Bug Bulletin: The recent 3.2 release fixes many issues. If you run into a problem, please try the latest version before posting a bug report, as your problem may already have been solved.

HaplotypeCaller DP reports low values

sam24sam24 UKPosts: 2Member

Dear GATK Team,

I've recently been exploring HaplotypeCaller and noticed that, for my data, it is reporting ~10x lower DP and AD values in comparison to reads visible in the igv browser and reported by the UnifiedGenotyper.

I'm analyzing a human gene panel of amplicon data produced on a MiSeq, 150bp paired end. The coverage is ~5,000x.

My pipeline is:

Novoalign -> GATK (recalibrate quality) -> GATK (re-align) -> HaplotypeCaller/UnifiedGenotyper.

Here are the minimum commands that reproduce the discrepancy:

java -jar /GenomeAnalysisTK-2.7-4-g6f46d11/GenomeAnalysisTK.jar \
-T HaplotypeCaller \
--dbsnp /gatk_bundle/dbsnp_137.hg19.vcf \
-R /gatk_bundle/ucsc.hg19.fasta \
-I sample1.rg.bam \
-o sample1.HC.vcf \
-L ROI.bed \
-dt NONE \
-nct 8

Example variant from sample1.HC.vcf:

chr17 41245466 . G A 18004.77 . AC=2;AF=1.00;AN=2;BaseQRankSum=1.411;ClippingRankSum=-1.211;DP=462;FS=2.564;MLEAC=2;MLEAF=1.00;MQ=70.00;MQ0=0;MQRankSum=0.250;QD=31.14;ReadPosRankSum=1.159 GT:AD:DP:GQ:PL 1/1:3,458:461:99:18033,1286,0

... In comparison to using UnifiedGenotyper with exactly the same alignment file:

java -jar /GenomeAnalysisTK-2.7-4-g6f46d11/GenomeAnalysisTK.jar \
-T UnifiedGenotyper \
--dbsnp /gatk_bundle/dbsnp_137.hg19.vcf \
-R /gatk_bundle/ucsc.hg19.fasta \
-I sample1.rg.bam \
-o sample1.UG.vcf \
-L ROI.bed \
-nct 4 \
-dt NONE \
-glm BOTH

Example variant from sample1.UG.vcf:

chr17 41245466 . G A 140732.77 . AC=2;AF=1.00;AN=2;BaseQRankSum=5.488;DP=6382;Dels=0.00;FS=0.000;HaplotypeScore=568.8569;MLEAC=2;MLEAF=1.00;MQ=70.00;MQ0=0;MQRankSum=0.096;QD=22.05;ReadPosRankSum=0.104 GT:AD:DP:GQ:PL 1/1:56,6300:6378:99:140761,8716,0

I looked at the mapping quality and number of the alignments at the example region (200nt window) listed above and they look good:

awk '{if ($3=="chr17" && $4 > (41245466-100) && $4 < (41245466+100))  print}' sample1.rg.sam | awk '{count[$5]++} END {for(i in count) print count[i], i}' | sort -nr
8764 70
77 0

With other data generated in our lab, that has ~200x coverage and the same assay principle [just more amplicons], the DP reported by HaplotypeCaller corresponds perfectly to UnifiedGenotyper and igv.

Is there an explanation as to why I should see a difference between HaplotypeCaller and UnifiedGenotyper, using these kinds of data?

Many thanks in advance,



  • Geraldine_VdAuweraGeraldine_VdAuwera Posts: 5,821Administrator, GATK Developer admin

    Hi Sam,

    I believe this is due to an issue with downsampling in HaplotypeCaller, which we are aware of but haven't been able to fix yet.
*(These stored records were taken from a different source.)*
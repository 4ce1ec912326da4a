use super::actions::Action;
use crate::ui::theme::Theme;
use crossterm::event::{Event, KeyEvent};
use ratatui::{layout::Rect, Frame};

pub trait Component {
    fn handle_events(&mut self, event: Option<Event>) -> Action {
        if let Some(Event::Key(key)) = event {
            self.handle_key_events(key)
        } else {
            Action::None
        }
    }

    fn handle_key_events(&mut self, key: KeyEvent) -> Action;

    fn update(&mut self, action: Action) -> Action {
        // Default implementation passes action through
        action
    }

    fn render(&mut self, f: &mut Frame, rect: Rect, theme: &Theme);
}
use chatpane::chat::{ChatMessage, MessageStore, PanelMode};
use chatpane::config::Config;
use chatpane::demo::DemoHost;
use chatpane::ui::components::MessageActions;
use chatpane::ui::core::{Component, EventType};
use chatpane::ui::{ChatHost, ChatInterface};
use crossterm::event::{KeyCode, KeyEvent, KeyModifiers};
use ratatui::{backend::TestBackend, Terminal};
use std::time::Duration;

fn chat_with(messages: Vec<ChatMessage>) -> ChatInterface {
    ChatInterface::new(&Config::default(), MessageStore::new(messages))
        .with_message_actions(MessageActions::with_copier(|_| true))
}

fn screen(chat: &mut ChatInterface, width: u16, height: u16) -> String {
    let mut terminal = Terminal::new(TestBackend::new(width, height)).unwrap();
    terminal
        .draw(|f| {
            let theme = chat.theme();
            chat.render(f, f.area(), &theme);
        })
        .unwrap();
    let buffer = terminal.backend().buffer();
    let mut text = String::new();
    for y in 0..buffer.area.height {
        for x in 0..buffer.area.width {
            text.push_str(buffer[(x, y)].symbol());
        }
        text.push('\n');
    }
    text
}

fn key(code: KeyCode) -> EventType {
    EventType::Key(KeyEvent::new(code, KeyModifiers::NONE))
}

#[test]
fn test_renders_conversation_and_input() {
    let mut chat = chat_with(vec![
        ChatMessage::user("What is the weather?"),
        ChatMessage::assistant("Sunny all day.").with_thought_time(1),
    ]);
    let text = screen(&mut chat, 80, 20);

    assert!(text.contains("What is the weather?"));
    assert!(text.contains("Sunny all day."));
    assert!(text.contains("Thought for 1 second"));
    assert!(text.contains("Type a message..."));
}

#[test]
fn test_renders_open_panel_with_checkmark() {
    let mut chat = chat_with(Vec::new());
    chat.set_panel_content(DemoHost::sample_content(PanelMode::Images));
    chat.set_panel_open(true);
    chat.advance(Duration::from_millis(600));
    chat.handle_event(key(KeyCode::Char('2')));

    let text = screen(&mut chat, 100, 24);
    assert!(text.contains("Misty forest"));
    assert!(text.contains("✓"));
    assert!(text.contains("Select one of the images above to continue"));
}

#[test]
fn test_renders_empty_panel() {
    let mut chat = chat_with(Vec::new());
    chat.set_panel_open(true);
    chat.advance(Duration::from_millis(600));

    let text = screen(&mut chat, 100, 24);
    assert!(text.contains("Ready for Content"));
    assert!(text.contains("Your artifacts will appear here"));
}

#[test]
fn test_thinking_indicator_visible_while_loading() {
    let mut chat = chat_with(Vec::new());
    chat.set_loading(true);
    chat.advance(Duration::from_millis(1000));

    let text = screen(&mut chat, 80, 12);
    assert!(text.contains("1s"));
}

#[test]
fn test_demo_reply_flow() {
    let mut chat = chat_with(vec![DemoHost::welcome_message()]);
    let mut host = DemoHost::new();

    let mut outbound = Vec::new();
    for c in "hello".chars() {
        outbound.extend(chat.handle_event(key(KeyCode::Char(c))));
    }
    outbound.extend(chat.handle_event(key(KeyCode::Enter)));
    for action in outbound {
        host.handle_action(action, &mut chat).unwrap();
    }
    assert!(chat.is_loading());
    assert_eq!(chat.store().len(), 2);

    // poll the way the event loop does, one frame at a time
    for _ in 0..130 {
        for action in chat.advance(Duration::from_millis(16)) {
            host.handle_action(action, &mut chat).unwrap();
        }
    }
    assert!(!chat.is_loading());
    assert_eq!(host.replies_sent(), 1);
    let reply = chat.store().last_assistant().unwrap();
    assert_eq!(reply.thought_time, Some(2));
    assert!(chat.input().is_enabled());
}

#[test]
fn test_demo_cycles_panel_modes() {
    let mut chat = chat_with(Vec::new());
    let mut host = DemoHost::new();

    let ctrl_o = EventType::Key(KeyEvent::new(KeyCode::Char('o'), KeyModifiers::CONTROL));
    for action in chat.handle_event(ctrl_o) {
        host.handle_action(action, &mut chat).unwrap();
    }
    assert!(chat.panel().is_open());
    assert_eq!(chat.panel().content().mode, PanelMode::Images);
}

#[test]
fn test_suggestion_sidebar_fills_input() {
    let mut chat = chat_with(Vec::new());
    let mut host = DemoHost::new();

    let ctrl_r = EventType::Key(KeyEvent::new(KeyCode::Char('r'), KeyModifiers::CONTROL));
    chat.handle_event(ctrl_r);
    let text = screen(&mut chat, 100, 30);
    assert!(text.contains("Prompt Suggestions"));
    assert!(text.contains("Add Context"));

    for action in chat.handle_event(key(KeyCode::Char('4'))) {
        host.handle_action(action, &mut chat).unwrap();
    }
    assert!(!chat.suggestions().is_open());
    assert!(chat.input().value().starts_with("Make a short video ad"));

    let text = screen(&mut chat, 100, 30);
    assert!(!text.contains("Prompt Suggestions"));
}

#[test]
fn test_attachments_and_multiline_input_render() {
    let mut chat = chat_with(Vec::new());
    for c in "photo.jpg".chars() {
        chat.handle_event(key(KeyCode::Char(c)));
    }
    chat.handle_event(EventType::Key(KeyEvent::new(KeyCode::Char('f'), KeyModifiers::CONTROL)));
    for c in "first".chars() {
        chat.handle_event(key(KeyCode::Char(c)));
    }
    chat.handle_event(EventType::Key(KeyEvent::new(KeyCode::Enter, KeyModifiers::SHIFT)));
    for c in "second".chars() {
        chat.handle_event(key(KeyCode::Char(c)));
    }

    let text = screen(&mut chat, 80, 16);
    assert!(text.contains("[1] photo.jpg (image)"));
    let lines: Vec<&str> = text.lines().collect();
    let first = lines.iter().position(|line| line.contains("first")).unwrap();
    assert!(lines[first + 1].contains("second"));
}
In a nutshell, both callers normally downsample the data to a max coverage of 250 by default, but it seems that downsampling is currently not working for HC. So when you have ~200X coverage, there's no downsampling anywhere so you don't see any differences, but when you have much higher coverage, downsampling kicks in for UG but not for HC, hence the differences you observe.

    We're working to fix the bug; in the meantime you can either hard-downsample your data using PrintReads with -dcov 250 before running HC, or just ignore the differences. The results are correct in both cases. Though the HC runs are bound to take much longer without downsampling...

    Geraldine Van der Auwera, PhD

  • Geraldine_VdAuweraGeraldine_VdAuwera Posts: 5,821Administrator, GATK Developer admin

    Ack, and now my colleague points out that you are using -dt NONE in both cases so downsampling can't be the issue. It was such a nice, tidy explanation... but ignore what I said earlier, sorry.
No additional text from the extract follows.